> **REQUIRED ACTION**
For this exercise, write out each entry below exactly as it reads.

_ _ _ _ _

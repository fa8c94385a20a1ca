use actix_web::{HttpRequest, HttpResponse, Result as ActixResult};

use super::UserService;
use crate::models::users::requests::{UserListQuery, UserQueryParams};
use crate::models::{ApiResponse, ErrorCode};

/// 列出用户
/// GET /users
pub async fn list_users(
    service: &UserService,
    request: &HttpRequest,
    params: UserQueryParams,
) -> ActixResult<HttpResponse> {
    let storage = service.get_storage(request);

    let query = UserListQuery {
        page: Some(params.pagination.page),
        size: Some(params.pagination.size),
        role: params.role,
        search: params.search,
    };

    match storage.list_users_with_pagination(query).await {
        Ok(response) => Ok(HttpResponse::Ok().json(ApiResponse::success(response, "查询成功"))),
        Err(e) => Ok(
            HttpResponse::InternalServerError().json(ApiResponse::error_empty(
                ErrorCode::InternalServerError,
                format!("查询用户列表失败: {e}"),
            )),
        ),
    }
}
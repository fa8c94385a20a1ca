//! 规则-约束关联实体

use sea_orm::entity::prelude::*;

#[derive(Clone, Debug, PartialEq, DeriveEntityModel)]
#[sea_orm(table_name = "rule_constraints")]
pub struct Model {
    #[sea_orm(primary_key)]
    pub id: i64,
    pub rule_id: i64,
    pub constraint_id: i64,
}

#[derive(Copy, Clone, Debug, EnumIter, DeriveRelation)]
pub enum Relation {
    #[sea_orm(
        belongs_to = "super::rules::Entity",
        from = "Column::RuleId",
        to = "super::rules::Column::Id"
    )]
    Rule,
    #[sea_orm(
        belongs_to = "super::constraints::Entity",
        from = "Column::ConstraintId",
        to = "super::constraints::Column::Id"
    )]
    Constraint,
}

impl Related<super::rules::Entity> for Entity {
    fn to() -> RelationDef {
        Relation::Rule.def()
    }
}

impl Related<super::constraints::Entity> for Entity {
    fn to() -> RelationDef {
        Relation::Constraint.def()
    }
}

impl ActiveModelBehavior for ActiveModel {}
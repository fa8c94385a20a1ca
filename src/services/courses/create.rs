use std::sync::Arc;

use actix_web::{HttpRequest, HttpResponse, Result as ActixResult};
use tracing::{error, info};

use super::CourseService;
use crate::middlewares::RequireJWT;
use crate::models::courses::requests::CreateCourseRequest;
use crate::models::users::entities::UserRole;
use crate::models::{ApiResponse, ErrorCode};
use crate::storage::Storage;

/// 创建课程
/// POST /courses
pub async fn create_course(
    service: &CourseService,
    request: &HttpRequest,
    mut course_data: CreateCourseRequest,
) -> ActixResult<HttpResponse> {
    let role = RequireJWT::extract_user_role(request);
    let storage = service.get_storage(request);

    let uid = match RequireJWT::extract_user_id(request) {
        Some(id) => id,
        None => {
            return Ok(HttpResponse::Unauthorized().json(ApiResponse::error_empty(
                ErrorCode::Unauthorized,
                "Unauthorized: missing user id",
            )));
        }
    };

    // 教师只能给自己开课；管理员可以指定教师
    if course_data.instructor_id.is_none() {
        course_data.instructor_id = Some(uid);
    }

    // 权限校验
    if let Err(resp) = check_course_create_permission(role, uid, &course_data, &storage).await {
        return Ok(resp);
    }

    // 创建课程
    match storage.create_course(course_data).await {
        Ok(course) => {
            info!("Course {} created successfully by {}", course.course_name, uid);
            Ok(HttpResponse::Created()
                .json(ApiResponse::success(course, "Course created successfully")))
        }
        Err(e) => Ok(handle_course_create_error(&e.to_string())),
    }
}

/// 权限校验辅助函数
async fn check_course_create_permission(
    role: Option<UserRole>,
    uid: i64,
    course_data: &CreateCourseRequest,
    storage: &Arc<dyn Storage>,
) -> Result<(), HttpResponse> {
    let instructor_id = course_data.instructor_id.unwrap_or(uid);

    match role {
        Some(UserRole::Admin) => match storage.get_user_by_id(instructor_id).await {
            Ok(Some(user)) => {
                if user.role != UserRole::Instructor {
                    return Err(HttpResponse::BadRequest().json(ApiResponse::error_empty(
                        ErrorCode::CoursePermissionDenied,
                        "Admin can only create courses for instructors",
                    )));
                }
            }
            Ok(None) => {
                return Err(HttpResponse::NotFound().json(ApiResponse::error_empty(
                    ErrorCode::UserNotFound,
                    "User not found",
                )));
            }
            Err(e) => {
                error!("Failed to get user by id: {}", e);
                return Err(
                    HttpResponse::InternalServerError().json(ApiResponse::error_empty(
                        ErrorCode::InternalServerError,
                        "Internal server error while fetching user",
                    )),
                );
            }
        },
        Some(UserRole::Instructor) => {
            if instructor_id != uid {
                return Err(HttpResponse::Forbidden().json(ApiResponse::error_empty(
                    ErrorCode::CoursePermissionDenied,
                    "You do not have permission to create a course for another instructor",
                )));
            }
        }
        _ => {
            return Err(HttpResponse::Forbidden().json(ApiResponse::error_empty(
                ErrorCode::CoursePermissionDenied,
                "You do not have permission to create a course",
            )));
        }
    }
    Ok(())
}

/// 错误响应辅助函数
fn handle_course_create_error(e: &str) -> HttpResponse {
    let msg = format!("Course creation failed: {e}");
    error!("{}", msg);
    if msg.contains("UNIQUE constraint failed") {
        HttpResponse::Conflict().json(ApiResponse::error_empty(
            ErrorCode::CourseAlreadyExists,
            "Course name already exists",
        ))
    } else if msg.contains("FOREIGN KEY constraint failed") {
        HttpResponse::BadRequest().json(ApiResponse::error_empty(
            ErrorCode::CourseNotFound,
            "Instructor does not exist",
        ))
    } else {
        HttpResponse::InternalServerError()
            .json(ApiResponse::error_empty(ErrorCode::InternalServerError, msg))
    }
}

_ _ _ _ _

> **FINISHED TASK**
repository fa8c94385a20a1ca
use actix_web::{HttpRequest, HttpResponse, Result as ActixResult};

use super::UserService;
use crate::models::users::requests::{UserListQuery, UserQueryParams};
use crate::models::{ApiResponse, ErrorCode};

/// 列出用户
/// GET /users
pub async fn list_users(
    service: &UserService,
    request: &HttpRequest,
    params: UserQueryParams,
) -> ActixResult<HttpResponse> {
    let storage = service.get_storage(request);

    let query = UserListQuery {
        page: Some(params.pagination.page),
        size: Some(params.pagination.size),
        role: params.role,
        search: params.search,
    };

    match storage.list_users_with_pagination(query).await {
        Ok(response) => Ok(HttpResponse::Ok().json(ApiResponse::success(response, "查询成功"))),
        Err(e) => Ok(
            HttpResponse::InternalServerError().json(ApiResponse::error_empty(
                ErrorCode::InternalServerError,
                format!("查询用户列表失败: {e}"),
            )),
        ),
    }
}
repository fa8c94385a20a1ca
//! 规则-约束关联实体

use sea_orm::entity::prelude::*;

#[derive(Clone, Debug, PartialEq, DeriveEntityModel)]
#[sea_orm(table_name = "rule_constraints")]
pub struct Model {
    #[sea_orm(primary_key)]
    pub id: i64,
    pub rule_id: i64,
    pub constraint_id: i64,
}

#[derive(Copy, Clone, Debug, EnumIter, DeriveRelation)]
pub enum Relation {
    #[sea_orm(
        belongs_to = "super::rules::Entity",
        from = "Column::RuleId",
        to = "super::rules::Column::Id"
    )]
    Rule,
    #[sea_orm(
        belongs_to = "super::constraints::Entity",
        from = "Column::ConstraintId",
        to = "super::constraints::Column::Id"
    )]
    Constraint,
}

impl Related<super::rules::Entity> for Entity {
    fn to() -> RelationDef {
        Relation::Rule.def()
    }
}

impl Related<super::constraints::Entity> for Entity {
    fn to() -> RelationDef {
        Relation::Constraint.def()
    }
}

impl ActiveModelBehavior for ActiveModel {}
repository fa8c94385a20a1ca
filename src/services/courses/create.rs
use std::sync::Arc;

use actix_web::{HttpRequest, HttpResponse, Result as ActixResult};
use tracing::{error, info};

use super::CourseService;
use crate::middlewares::RequireJWT;
use crate::models::courses::requests::CreateCourseRequest;
use crate::models::users::entities::UserRole;
use crate::models::{ApiResponse, ErrorCode};
use crate::storage::Storage;

/// 创建课程
/// POST /courses
pub async fn create_course(
    service: &CourseService,
    request: &HttpRequest,
    mut course_data: CreateCourseRequest,
) -> ActixResult<HttpResponse> {
    let role = RequireJWT::extract_user_role(request);
    let storage = service.get_storage(request);

    let uid = match RequireJWT::extract_user_id(request) {
        Some(id) => id,
        None => {
            return Ok(HttpResponse::Unauthorized().json(ApiResponse::error_empty(
                ErrorCode::Unauthorized,
                "Unauthorized: missing user id",
            )));
        }
    };

    // 教师只能给自己开课；管理员可以指定教师
    if course_data.instructor_id.is_none() {
        course_data.instructor_id = Some(uid);
    }

    // 权限校验
    if let Err(resp) = check_course_create_permission(role, uid, &course_data, &storage).await {
        return Ok(resp);
    }

    // 创建课程
    match storage.create_course(course_data).await {
        Ok(course) => {
            info!("Course {} created successfully by {}", course.course_name, uid);
            Ok(HttpResponse::Created()
                .json(ApiResponse::success(course, "Course created successfully")))
        }
        Err(e) => Ok(handle_course_create_error(&e.to_string())),
    }
}

/// 权限校验辅助函数
async fn check_course_create_permission(
    role: Option<UserRole>,
    uid: i64,
    course_data: &CreateCourseRequest,
    storage: &Arc<dyn Storage>,
) -> Result<(), HttpResponse> {
    let instructor_id = course_data.instructor_id.unwrap_or(uid);

    match role {
        Some(UserRole::Admin) => match storage.get_user_by_id(instructor_id).await {
            Ok(Some(user)) => {
                if user.role != UserRole::Instructor {
                    return Err(HttpResponse::BadRequest().json(ApiResponse::error_empty(
                        ErrorCode::CoursePermissionDenied,
                        "Admin can only create courses for instructors",
                    )));
                }
            }
            Ok(None) => {
                return Err(HttpResponse::NotFound().json(ApiResponse::error_empty(
                    ErrorCode::UserNotFound,
                    "User not found",
                )));
            }
            Err(e) => {
                error!("Failed to get user by id: {}", e);
                return Err(
                    HttpResponse::InternalServerError().json(ApiResponse::error_empty(
                        ErrorCode::InternalServerError,
                        "Internal server error while fetching user",
                    )),
                );
            }
        },
        Some(UserRole::Instructor) => {
            if instructor_id != uid {
                return Err(HttpResponse::Forbidden().json(ApiResponse::error_empty(
                    ErrorCode::CoursePermissionDenied,
                    "You do not have permission to create a course for another instructor",
                )));
            }
        }
        _ => {
            return Err(HttpResponse::Forbidden().json(ApiResponse::error_empty(
                ErrorCode::CoursePermissionDenied,
                "You do not have permission to create a course",
            )));
        }
    }
    Ok(())
}

/// 错误响应辅助函数
fn handle_course_create_error(e: &str) -> HttpResponse {
    let msg = format!("Course creation failed: {e}");
    error!("{}", msg);
    if msg.contains("UNIQUE constraint failed") {
        HttpResponse::Conflict().json(ApiResponse::error_empty(
            ErrorCode::CourseAlreadyExists,
            "Course name already exists",
        ))
    } else if msg.contains("FOREIGN KEY constraint failed") {
        HttpResponse::BadRequest().json(ApiResponse::error_empty(
            ErrorCode::CourseNotFound,
            "Instructor does not exist",
        ))
    } else {
        HttpResponse::InternalServerError()
            .json(ApiResponse::error_empty(ErrorCode::InternalServerError, msg))
    }
}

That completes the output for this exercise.